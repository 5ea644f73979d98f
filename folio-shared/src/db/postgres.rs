/// PostgreSQL-backed [`Store`]
///
/// Wraps a `PgPool` owned by the caller and delegates to the query functions
/// on the models, translating constraint violations into [`StoreError`]
/// variants. The schema's unique and foreign-key constraints are what make
/// this store authoritative under concurrent writes.
///
/// # Example
///
/// ```no_run
/// use std::sync::Arc;
/// use folio_shared::db::pool::{create_pool, DatabaseConfig};
/// use folio_shared::db::postgres::PgStore;
/// use folio_shared::db::store::Store;
///
/// # async fn example() -> Result<(), Box<dyn std::error::Error>> {
/// let pool = create_pool(DatabaseConfig::default()).await?;
/// let store: Arc<dyn Store> = Arc::new(PgStore::new(pool));
/// store.ping().await?;
/// # Ok(())
/// # }
/// ```

use std::collections::{BTreeSet, HashMap};

use async_trait::async_trait;
use sqlx::PgPool;
use tracing::{debug, warn};
use uuid::Uuid;

use super::pool::health_check;
use super::store::{ArticleStore, Store, StoreError, StoreResult, UserStore};
use crate::models::article::{
    Article, ArticleFields, ArticleFilter, AUTHOR_CONSTRAINT, PARENT_CONSTRAINT, SLUG_CONSTRAINT,
};
use crate::models::user::{NewUser, User, EMAIL_CONSTRAINT, PRIMARY_KEY_CONSTRAINT};

/// Store over a PostgreSQL connection pool
#[derive(Clone)]
pub struct PgStore {
    pool: PgPool,
}

impl PgStore {
    /// Creates a store over an existing pool
    pub fn new(pool: PgPool) -> Self {
        Self { pool }
    }
}

/// Maps a failed article write onto the constraint it violated
fn article_write_error(err: sqlx::Error, slug: &str, parent_id: Option<Uuid>, author_id: &str) -> StoreError {
    if let sqlx::Error::Database(ref db_err) = err {
        match db_err.constraint() {
            Some(SLUG_CONSTRAINT) => return StoreError::SlugConflict(slug.to_string()),
            Some(PARENT_CONSTRAINT) => {
                if let Some(parent_id) = parent_id {
                    return StoreError::InvalidParent(parent_id);
                }
            }
            Some(AUTHOR_CONSTRAINT) => return StoreError::UnknownAuthor(author_id.to_string()),
            _ => {}
        }
    }

    warn!(error = %err, "Article write failed");
    StoreError::Database(err)
}

#[async_trait]
impl UserStore for PgStore {
    async fn find_user_by_email(&self, email: &str) -> StoreResult<Option<User>> {
        Ok(User::find_by_email(&self.pool, email).await?)
    }

    async fn find_user_by_id(&self, id: &str) -> StoreResult<Option<User>> {
        Ok(User::find_by_id(&self.pool, id).await?)
    }

    async fn create_user(&self, data: NewUser) -> StoreResult<User> {
        let email = data.email.clone();

        User::create(&self.pool, data).await.map_err(|err| {
            if let sqlx::Error::Database(ref db_err) = err {
                if matches!(db_err.constraint(), Some(EMAIL_CONSTRAINT | PRIMARY_KEY_CONSTRAINT)) {
                    debug!(email = %email, "User already provisioned");
                    return StoreError::DuplicateUser(email);
                }
            }
            StoreError::Database(err)
        })
    }
}

#[async_trait]
impl ArticleStore for PgStore {
    async fn find_by_slug(
        &self,
        slug: &str,
        exclude_id: Option<Uuid>,
    ) -> StoreResult<Option<Article>> {
        Ok(Article::find_by_slug(&self.pool, slug, exclude_id).await?)
    }

    async fn find_by_id(&self, id: Uuid) -> StoreResult<Option<Article>> {
        Ok(Article::find_by_id(&self.pool, id).await?)
    }

    async fn list(&self, filter: &ArticleFilter) -> StoreResult<Vec<Article>> {
        Ok(Article::list(&self.pool, filter).await?)
    }

    async fn list_distinct_categories(&self) -> StoreResult<BTreeSet<String>> {
        let categories = Article::distinct_categories(&self.pool).await?;
        Ok(categories.into_iter().collect())
    }

    async fn create(&self, data: ArticleFields) -> StoreResult<Article> {
        let slug = data.slug.clone();
        let parent_id = data.parent_id;
        let author_id = data.author_id.clone();

        Article::create(&self.pool, data)
            .await
            .map_err(|err| article_write_error(err, &slug, parent_id, &author_id))
    }

    async fn update(&self, id: Uuid, data: ArticleFields) -> StoreResult<Article> {
        let slug = data.slug.clone();
        let parent_id = data.parent_id;
        let author_id = data.author_id.clone();

        Article::update(&self.pool, id, data)
            .await
            .map_err(|err| article_write_error(err, &slug, parent_id, &author_id))?
            .ok_or(StoreError::NotFound(id))
    }

    async fn delete(&self, id: Uuid) -> StoreResult<()> {
        if Article::delete(&self.pool, id).await? {
            Ok(())
        } else {
            Err(StoreError::NotFound(id))
        }
    }

    async fn list_children_of(&self, id: Uuid) -> StoreResult<Vec<Article>> {
        Ok(Article::list_children(&self.pool, id).await?)
    }

    async fn count_children(&self, parent_ids: &[Uuid]) -> StoreResult<HashMap<Uuid, usize>> {
        let rows = Article::count_children(&self.pool, parent_ids).await?;
        Ok(rows
            .into_iter()
            .map(|(parent_id, count)| (parent_id, count.max(0) as usize))
            .collect())
    }
}

#[async_trait]
impl Store for PgStore {
    fn backend_name(&self) -> &'static str {
        "postgres"
    }

    async fn ping(&self) -> StoreResult<()> {
        Ok(health_check(&self.pool).await?)
    }
}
───
=== What the task asks ===
Copy each entry exactly, leaving every line as it is.

=== Answer box ===
repository 5ea644f73979d98f
filename folio-shared/src/db/postgres.rs
/// PostgreSQL-backed [`Store`]
///
/// Wraps a `PgPool` owned by the caller and delegates to the query functions
/// on the models, translating constraint violations into [`StoreError`]
/// variants. The schema's unique and foreign-key constraints are what make
/// this store authoritative under concurrent writes.
///
/// # Example
///
/// ```no_run
/// use std::sync::Arc;
/// use folio_shared::db::pool::{create_pool, DatabaseConfig};
/// use folio_shared::db::postgres::PgStore;
/// use folio_shared::db::store::Store;
///
/// # async fn example() -> Result<(), Box<dyn std::error::Error>> {
/// let pool = create_pool(DatabaseConfig::default()).await?;
/// let store: Arc<dyn Store> = Arc::new(PgStore::new(pool));
/// store.ping().await?;
/// # Ok(())
/// # }
/// ```

use std::collections::{BTreeSet, HashMap};

use async_trait::async_trait;
use sqlx::PgPool;
use tracing::{debug, warn};
use uuid::Uuid;

use super::pool::health_check;
use super::store::{ArticleStore, Store, StoreError, StoreResult, UserStore};
use crate::models::article::{
    Article, ArticleFields, ArticleFilter, AUTHOR_CONSTRAINT, PARENT_CONSTRAINT, SLUG_CONSTRAINT,
};
use crate::models::user::{NewUser, User, EMAIL_CONSTRAINT, PRIMARY_KEY_CONSTRAINT};

/// Store over a PostgreSQL connection pool
#[derive(Clone)]
pub struct PgStore {
    pool: PgPool,
}

impl PgStore {
    /// Creates a store over an existing pool
    pub fn new(pool: PgPool) -> Self {
        Self { pool }
    }
}

/// Maps a failed article write onto the constraint it violated
fn article_write_error(err: sqlx::Error, slug: &str, parent_id: Option<Uuid>, author_id: &str) -> StoreError {
    if let sqlx::Error::Database(ref db_err) = err {
        match db_err.constraint() {
            Some(SLUG_CONSTRAINT) => return StoreError::SlugConflict(slug.to_string()),
            Some(PARENT_CONSTRAINT) => {
                if let Some(parent_id) = parent_id {
                    return StoreError::InvalidParent(parent_id);
                }
            }
            Some(AUTHOR_CONSTRAINT) => return StoreError::UnknownAuthor(author_id.to_string()),
            _ => {}
        }
    }

    warn!(error = %err, "Article write failed");
    StoreError::Database(err)
}

#[async_trait]
impl UserStore for PgStore {
    async fn find_user_by_email(&self, email: &str) -> StoreResult<Option<User>> {
        Ok(User::find_by_email(&self.pool, email).await?)
    }

    async fn find_user_by_id(&self, id: &str) -> StoreResult<Option<User>> {
        Ok(User::find_by_id(&self.pool, id).await?)
    }

    async fn create_user(&self, data: NewUser) -> StoreResult<User> {
        let email = data.email.clone();

        User::create(&self.pool, data).await.map_err(|err| {
            if let sqlx::Error::Database(ref db_err) = err {
                if matches!(db_err.constraint(), Some(EMAIL_CONSTRAINT | PRIMARY_KEY_CONSTRAINT)) {
                    debug!(email = %email, "User already provisioned");
                    return StoreError::DuplicateUser(email);
                }
            }
            StoreError::Database(err)
        })
    }
}

#[async_trait]
impl ArticleStore for PgStore {
    async fn find_by_slug(
        &self,
        slug: &str,
        exclude_id: Option<Uuid>,
    ) -> StoreResult<Option<Article>> {
        Ok(Article::find_by_slug(&self.pool, slug, exclude_id).await?)
    }

    async fn find_by_id(&self, id: Uuid) -> StoreResult<Option<Article>> {
        Ok(Article::find_by_id(&self.pool, id).await?)
    }

    async fn list(&self, filter: &ArticleFilter) -> StoreResult<Vec<Article>> {
        Ok(Article::list(&self.pool, filter).await?)
    }

    async fn list_distinct_categories(&self) -> StoreResult<BTreeSet<String>> {
        let categories = Article::distinct_categories(&self.pool).await?;
        Ok(categories.into_iter().collect())
    }

    async fn create(&self, data: ArticleFields) -> StoreResult<Article> {
        let slug = data.slug.clone();
        let parent_id = data.parent_id;
        let author_id = data.author_id.clone();

        Article::create(&self.pool, data)
            .await
            .map_err(|err| article_write_error(err, &slug, parent_id, &author_id))
    }

    async fn update(&self, id: Uuid, data: ArticleFields) -> StoreResult<Article> {
        let slug = data.slug.clone();
        let parent_id = data.parent_id;
        let author_id = data.author_id.clone();

        Article::update(&self.pool, id, data)
            .await
            .map_err(|err| article_write_error(err, &slug, parent_id, &author_id))?
            .ok_or(StoreError::NotFound(id))
    }

    async fn delete(&self, id: Uuid) -> StoreResult<()> {
        if Article::delete(&self.pool, id).await? {
            Ok(())
        } else {
            Err(StoreError::NotFound(id))
        }
    }

    async fn list_children_of(&self, id: Uuid) -> StoreResult<Vec<Article>> {
        Ok(Article::list_children(&self.pool, id).await?)
    }

    async fn count_children(&self, parent_ids: &[Uuid]) -> StoreResult<HashMap<Uuid, usize>> {
        let rows = Article::count_children(&self.pool, parent_ids).await?;
        Ok(rows
            .into_iter()
            .map(|(parent_id, count)| (parent_id, count.max(0) as usize))
            .collect())
    }
}

#[async_trait]
impl Store for PgStore {
    fn backend_name(&self) -> &'static str {
        "postgres"
    }

    async fn ping(&self) -> StoreResult<()> {
        Ok(health_check(&self.pool).await?)
    }
}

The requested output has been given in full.